Background: Severe acute respiratory syndrome coronavirus 2 (SARS-CoV-2) contains the furin cleavage Proline-Arginine-Arginine-Alanine (PRRA) motif in the S1/S2 region, which enhances viral pathogenicity but is absent in closely related bat and pangolin coronaviruses. Whether bat-like coronaviral variants without PRRA (∆PRRA) can establish natural infections in humans is unknown.
Methods: Here, we developed a duplex digital polymerase chain reaction assay to examine ∆PRRA variants in Vero-E6-propagated isolates, human organoids, experimentally infected hamsters, and coronavirus disease 2019 (COVID-19) patients.
Results: We found that SARS-CoV-2, as currently transmitting in humans, contained a quasispecies of wild-type, ∆PRRA variants and variants that have mutations upstream of the PRRA motif. Moreover, the ∆PRRA variants were readily detected despite being at a low intra-host frequency in transmitted founder viruses in hamsters and in COVID-19 patients, including in acute cases and a family cluster, with a prevalence rate of 52.9%.
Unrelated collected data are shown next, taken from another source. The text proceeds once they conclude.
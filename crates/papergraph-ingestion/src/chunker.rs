//! Waterfall section classifier for Markdown paper text.
//!
//! Headers move the classifier into a new category only when their title
//! carries a keyword for it. Generic subsection headers ("A. Compression
//! Flow") stay in whatever category is active, so a paper never falls back
//! to `other` once a category is locked in.

use std::collections::BTreeMap;
use std::sync::OnceLock;

use papergraph_common::{Section, SectionMap};
use regex::Regex;
use tracing::{debug, info};

/// Preamble text at or below this many characters is treated as noise.
const MIN_PREAMBLE_CHARS: usize = 50;

/// Keyword groups in match priority order. Results is checked before
/// methodology so "Experimental Setup" and "Evaluation" land in results.
static KEYWORDS: [(Section, &[&str]); 6] = [
    (Section::References, &["reference", "bibliography", "works cited"]),
    (
        Section::Discussion,
        &["discussion", "conclusion", "future work", "concluding", "limitation", "threat"],
    ),
    (
        Section::Results,
        &[
            "result", "evaluation", "experiment", "performance", "analysis", "ablation",
            "numerical", "comparison", "benchmark", "testing", "validation results", "empirical",
        ],
    ),
    (Section::Abstract, &["abstract", "summary"]),
    (
        Section::Introduction,
        &[
            "introduction", "motivation", "background", "related work", "problem statement",
            "overview",
        ],
    ),
    (
        Section::Methodology,
        &[
            "methodology", "method", "approach", "system", "architecture", "design", "proposed",
            "implementation", "model", "framework", "setup", "algorithm", "technique", "pipeline",
        ],
    ),
];

fn header_re() -> &'static Regex {
    static RE: OnceLock<Regex> = OnceLock::new();
    RE.get_or_init(|| Regex::new(r"\n(#{1,6})\s+(.*?)\n").expect("header pattern is valid"))
}

/// Category a header title explicitly names, if any.
fn match_header(title: &str) -> Option<Section> {
    let lower = title.to_lowercase();
    KEYWORDS
        .iter()
        .find(|(_, words)| words.iter().any(|w| lower.contains(w)))
        .map(|(section, _)| *section)
}

fn names_abstract(title: &str) -> bool {
    let lower = title.to_lowercase();
    KEYWORDS
        .iter()
        .filter(|(s, _)| *s == Section::Abstract)
        .any(|(_, words)| words.iter().any(|w| lower.contains(w)))
}

/// Classifier state: the category new header blocks are appended to.
struct Waterfall {
    current: Section,
    sections: SectionMap,
}

impl Waterfall {
    fn new() -> Self {
        Self { current: Section::Introduction, sections: SectionMap::new() }
    }

    fn preamble(&mut self, text: &str) {
        let trimmed = text.trim();
        let chars = trimmed.chars().count();
        if chars > MIN_PREAMBLE_CHARS {
            debug!(chars, "Captured preamble as abstract");
            self.sections.append(Section::Abstract, trimmed);
        }
    }

    fn header_block(&mut self, hashes: &str, title: &str, content: &str) {
        if let Some(next) = match_header(title) {
            if next != self.current {
                debug!(from = %self.current, to = %next, header = title, "Section transition");
                self.current = next;
            }
        }
        if self.current == Section::Abstract && !names_abstract(title) {
            self.current = Section::Introduction;
        }
        self.sections.append(self.current, &format!("\n{hashes} {title}\n{content}"));
    }
}

/// Partition Markdown text into semantic sections.
///
/// A header is a `#`..`######` line preceded by a newline, so the very first
/// line of the document always counts as preamble.
pub fn classify(text: &str) -> SectionMap {
    let mut fsm = Waterfall::new();
    let mut cursor = 0;
    let mut pending: Option<(&str, &str)> = None;

    for caps in header_re().captures_iter(text) {
        let (Some(whole), Some(hashes), Some(title)) = (caps.get(0), caps.get(1), caps.get(2)) else {
            continue;
        };
        let body = &text[cursor..whole.start()];
        match pending.take() {
            None => fsm.preamble(body),
            Some((h, t)) => fsm.header_block(h, t, body),
        }
        pending = Some((hashes.as_str(), title.as_str()));
        cursor = whole.end();
    }

    let tail = &text[cursor..];
    match pending {
        None => fsm.preamble(tail),
        Some((h, t)) => fsm.header_block(h, t, tail),
    }

    let sizes: BTreeMap<Section, usize> = fsm
        .sections
        .non_empty()
        .map(|(s, body)| (s, body.chars().count()))
        .collect();
    info!(sections = ?sizes, "Chunking complete");
    fsm.sections
}

/// Character count per section, every key included.
pub fn section_summary(sections: &SectionMap) -> BTreeMap<Section, usize> {
    sections.iter().map(|(s, body)| (s, body.chars().count())).collect()
}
Conclusions: Our findings demonstrate that bat-like SARS-CoV-2ΔPRRA not only naturally exists but remains transmissible in COVID-19 patients, which has significant implications regarding the zoonotic origin and natural evolution of SARS-CoV-2.
Keywords: COVID-19; SARS-CoV-2; furin cleavage PRRA motif; transmission; viral variants.